- Problem requirements -
Each line in the data holding "crate" should be listed.

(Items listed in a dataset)
________________________
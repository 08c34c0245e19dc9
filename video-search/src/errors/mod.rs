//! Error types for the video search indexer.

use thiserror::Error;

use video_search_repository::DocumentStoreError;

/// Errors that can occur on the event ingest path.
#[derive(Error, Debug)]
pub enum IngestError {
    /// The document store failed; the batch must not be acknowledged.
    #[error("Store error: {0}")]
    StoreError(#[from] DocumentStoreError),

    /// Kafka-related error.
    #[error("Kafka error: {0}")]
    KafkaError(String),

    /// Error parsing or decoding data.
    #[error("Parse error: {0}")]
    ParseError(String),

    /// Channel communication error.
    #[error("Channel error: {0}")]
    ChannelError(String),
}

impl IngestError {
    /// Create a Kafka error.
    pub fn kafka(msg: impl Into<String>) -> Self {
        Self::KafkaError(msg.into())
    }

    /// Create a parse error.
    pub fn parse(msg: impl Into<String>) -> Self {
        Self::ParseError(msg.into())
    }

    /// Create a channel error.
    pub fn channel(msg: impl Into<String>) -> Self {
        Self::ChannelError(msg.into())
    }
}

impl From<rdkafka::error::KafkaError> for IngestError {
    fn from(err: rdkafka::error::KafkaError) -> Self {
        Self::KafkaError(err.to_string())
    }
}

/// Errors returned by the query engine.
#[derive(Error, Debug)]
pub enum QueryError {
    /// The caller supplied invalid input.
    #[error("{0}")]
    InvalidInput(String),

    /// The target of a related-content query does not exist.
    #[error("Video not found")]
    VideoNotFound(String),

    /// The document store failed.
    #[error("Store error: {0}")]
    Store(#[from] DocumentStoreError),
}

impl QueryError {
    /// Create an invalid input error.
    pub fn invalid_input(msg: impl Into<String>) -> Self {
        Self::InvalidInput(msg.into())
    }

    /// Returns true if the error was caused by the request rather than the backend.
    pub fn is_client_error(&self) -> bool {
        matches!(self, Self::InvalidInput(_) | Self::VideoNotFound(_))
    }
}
________________________
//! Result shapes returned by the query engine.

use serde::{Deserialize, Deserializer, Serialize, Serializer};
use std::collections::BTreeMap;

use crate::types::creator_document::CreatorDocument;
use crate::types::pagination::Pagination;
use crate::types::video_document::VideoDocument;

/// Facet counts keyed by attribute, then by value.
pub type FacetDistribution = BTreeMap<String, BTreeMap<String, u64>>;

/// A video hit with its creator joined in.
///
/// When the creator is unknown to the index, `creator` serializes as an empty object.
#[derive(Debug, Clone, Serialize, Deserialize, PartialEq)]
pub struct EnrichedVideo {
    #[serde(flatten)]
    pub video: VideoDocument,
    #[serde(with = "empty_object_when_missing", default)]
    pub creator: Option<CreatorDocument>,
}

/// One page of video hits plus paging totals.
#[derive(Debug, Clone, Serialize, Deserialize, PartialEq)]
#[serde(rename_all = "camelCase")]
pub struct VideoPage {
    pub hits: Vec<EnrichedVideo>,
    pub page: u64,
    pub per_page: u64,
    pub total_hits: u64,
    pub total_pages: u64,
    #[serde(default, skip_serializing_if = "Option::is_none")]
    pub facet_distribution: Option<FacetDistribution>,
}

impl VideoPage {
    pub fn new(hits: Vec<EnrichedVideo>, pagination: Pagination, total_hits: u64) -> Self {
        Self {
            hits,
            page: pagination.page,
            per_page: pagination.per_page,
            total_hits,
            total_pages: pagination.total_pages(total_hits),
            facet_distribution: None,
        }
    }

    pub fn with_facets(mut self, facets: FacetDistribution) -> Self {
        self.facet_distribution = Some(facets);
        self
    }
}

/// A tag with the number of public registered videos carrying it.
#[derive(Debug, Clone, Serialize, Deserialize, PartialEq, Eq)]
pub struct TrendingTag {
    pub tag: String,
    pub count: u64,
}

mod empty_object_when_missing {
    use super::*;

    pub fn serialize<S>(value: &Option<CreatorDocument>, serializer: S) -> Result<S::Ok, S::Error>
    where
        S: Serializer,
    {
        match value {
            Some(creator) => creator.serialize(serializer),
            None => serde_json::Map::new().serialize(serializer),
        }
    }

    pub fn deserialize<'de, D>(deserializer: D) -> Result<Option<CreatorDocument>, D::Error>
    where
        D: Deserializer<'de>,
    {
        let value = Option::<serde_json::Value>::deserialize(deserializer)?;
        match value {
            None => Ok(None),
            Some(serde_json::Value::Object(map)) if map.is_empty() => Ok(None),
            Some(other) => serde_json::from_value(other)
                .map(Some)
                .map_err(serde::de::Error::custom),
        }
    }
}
________________________
- Response -
use crate::types::creator_document::CreatorDocument;
use crate::types::pagination::Pagination;
use crate::types::video_document::VideoDocument;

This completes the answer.